As reported, the EEC Council at the end of February approved maintaining the current threshold for duty-free e-commerce in the EAEU at 200 euros, without specifying the period for which the threshold was set despite the countries having previously discussed a gradual reduction in the threshold. The draft EEC decision indicated the stages as being up to 100 euros from January 1 to December 31, 2026, and up to 50 euros from January 1 to December 31, 2027.
"This is a balanced decision [to maintain the threshold], which will at least allow us not to administer the procedure for importing very small goods at a price and not to create a situation where the process of collecting customs duties or paying them, so to speak, will affect the fact that the cost of the procedures would be more expensive than the cost of the goods themselves. Therefore, perhaps, the presence of a threshold is now economically justified, and 200 euros has already shown its effect. We supported this position, and we have not made alternative proposals thus far," Chekushov said.
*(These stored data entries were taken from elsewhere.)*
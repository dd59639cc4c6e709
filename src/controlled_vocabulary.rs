//! # PSI-MS Controlled Vocabulary Terms for mzSpecLib
//!
//! Every attribute in an mzSpecLib library is keyed by a controlled vocabulary
//! term written as `ACCESSION|name`, for example `MS:1003061|library spectrum name`.
//! This module provides the term type and the terms the readers, writers and
//! adapters in this crate produce or interpret.
//!
//! ## Reference
//! - OBO file: https://raw.githubusercontent.com/HUPO-PSI/psi-ms-CV/master/psi-ms.obo
//! - Format documentation: https://github.com/HUPO-PSI/mzSpecLib

use serde::{Deserialize, Serialize};
use std::fmt;
use std::str::FromStr;

/// A controlled vocabulary term with its accession and name
#[derive(Debug, Clone, PartialEq, Eq, Hash, PartialOrd, Ord, Serialize, Deserialize)]
pub struct CvTerm {
    /// CV accession (e.g., "MS:1000041")
    pub accession: String,
    /// Human-readable name
    pub name: String,
}

impl CvTerm {
    /// Create a new CV term with accession and name
    pub fn new(accession: &str, name: &str) -> Self {
        Self {
            accession: accession.to_string(),
            name: name.to_string(),
        }
    }

    /// Create a term known only by its accession
    pub fn from_accession(accession: &str) -> Self {
        Self {
            accession: accession.to_string(),
            name: String::new(),
        }
    }

    /// The namespace prefix of the accession ("MS" for "MS:1000041")
    pub fn prefix(&self) -> &str {
        self.accession
            .split_once(':')
            .map(|(prefix, _)| prefix)
            .unwrap_or(self.accession.as_str())
    }

    /// Whether this term carries the given accession
    pub fn is(&self, accession: &str) -> bool {
        self.accession == accession
    }
}

impl fmt::Display for CvTerm {
    fn fmt(&self, f: &mut fmt::Formatter<'_>) -> fmt::Result {
        if self.name.is_empty() {
            write!(f, "{}", self.accession)
        } else {
            write!(f, "{}|{}", self.accession, self.name)
        }
    }
}

/// Error returned when a string is not a `PREFIX:accession[|name]` reference
#[derive(Debug, Clone, PartialEq, Eq, thiserror::Error)]
#[error("Not a CV term reference: {0:?}")]
pub struct InvalidCurie(pub String);

/// Check that `text` is a CURIE: an alphanumeric prefix, a colon, and an
/// accession made of digits (or the `X` placeholder used by draft terms).
pub fn is_curie(text: &str) -> bool {
    let Some((prefix, code)) = text.split_once(':') else {
        return false;
    };
    !prefix.is_empty()
        && prefix
            .chars()
            .all(|c| c.is_ascii_alphanumeric() || c == '.' || c == '_')
        && prefix.chars().next().is_some_and(|c| c.is_ascii_alphabetic())
        && !code.is_empty()
        && code.chars().all(|c| c.is_ascii_digit() || c == 'X')
}

impl FromStr for CvTerm {
    type Err = InvalidCurie;

    fn from_str(s: &str) -> Result<Self, Self::Err> {
        let (accession, name) = match s.split_once('|') {
            Some((acc, name)) => (acc, name),
            None => (s, ""),
        };
        if !is_curie(accession) {
            return Err(InvalidCurie(s.to_string()));
        }
        Ok(CvTerm::new(accession, name))
    }
}

/// Accession constants used for matching attributes
pub mod accessions {
    // Library-level
    /// MS:1003186 - library format version
    pub const FORMAT_VERSION: &str = "MS:1003186";
    /// MS:1003187 - library identifier
    pub const LIBRARY_IDENTIFIER: &str = "MS:1003187";
    /// MS:1003188 - library name
    pub const LIBRARY_NAME: &str = "MS:1003188";
    /// MS:1003189 - library description
    pub const LIBRARY_DESCRIPTION: &str = "MS:1003189";
    /// MS:1003190 - library version
    pub const LIBRARY_VERSION: &str = "MS:1003190";
    /// MS:1003207 - library creation software
    pub const LIBRARY_CREATION_SOFTWARE: &str = "MS:1003207";
    /// MS:1003212 - library attribute set name
    pub const ATTRIBUTE_SET_NAME: &str = "MS:1003212";

    // Spectrum-level
    /// MS:1003061 - library spectrum name
    pub const SPECTRUM_NAME: &str = "MS:1003061";
    /// MS:1003237 - library spectrum key
    pub const SPECTRUM_KEY: &str = "MS:1003237";
    /// MS:1003062 - library spectrum index
    pub const SPECTRUM_INDEX: &str = "MS:1003062";
    /// MS:1003208 - experimental precursor monoisotopic m/z
    pub const PRECURSOR_MZ: &str = "MS:1003208";
    /// MS:1000744 - selected ion m/z
    pub const SELECTED_ION_MZ: &str = "MS:1000744";
    /// MS:1000041 - charge state
    pub const CHARGE_STATE: &str = "MS:1000041";
    /// MS:1003059 - number of peaks
    pub const NUMBER_OF_PEAKS: &str = "MS:1003059";
    /// MS:1003254 - peak attribute
    pub const PEAK_ATTRIBUTE: &str = "MS:1003254";
    /// MS:1003065 - spectrum aggregation type
    pub const SPECTRUM_AGGREGATION_TYPE: &str = "MS:1003065";
    /// MS:1003072 - spectrum origin type
    pub const SPECTRUM_ORIGIN_TYPE: &str = "MS:1003072";

    // Analyte-level
    /// MS:1003270 - proforma peptidoform ion notation
    pub const PROFORMA_ION: &str = "MS:1003270";
    /// MS:1000888 - stripped peptide sequence
    pub const STRIPPED_PEPTIDE_SEQUENCE: &str = "MS:1000888";
    /// MS:1003163 - analyte mixture members
    pub const ANALYTE_MIXTURE_MEMBERS: &str = "MS:1003163";

    // Cluster-level
    /// MS:1003267 - library spectrum cluster key
    pub const CLUSTER_KEY: &str = "MS:1003267";
    /// MS:1003268 - library spectrum cluster member keys
    pub const CLUSTER_MEMBER_KEYS: &str = "MS:1003268";

    // Uncontrolled attributes
    /// MS:1003275 - other attribute name
    pub const OTHER_ATTRIBUTE_NAME: &str = "MS:1003275";
    /// MS:1003276 - other attribute value
    pub const OTHER_ATTRIBUTE_VALUE: &str = "MS:1003276";

    /// UO:0000000 - unit
    pub const UNIT: &str = "UO:0000000";
}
The deputy minister suggested waiting for the agreement on e-commerce, which the EAEU member countries are currently considering, to enter into force. "I think that the new rules need to be in effect for at least a year, while the chapter [of the EAEU Customs Code agreement on e-commerce] has not yet entered into force," he said in response to the prospects for reducing the threshold.
An Interfax source familiar with the progress of the discussions in the EEC on the duty-free threshold said that the parties could return to revising the current threshold in the first half of 2026, by which time the EAEU countries are expected to formulate their proposals for a gradual reduction in the threshold to zero by 2029.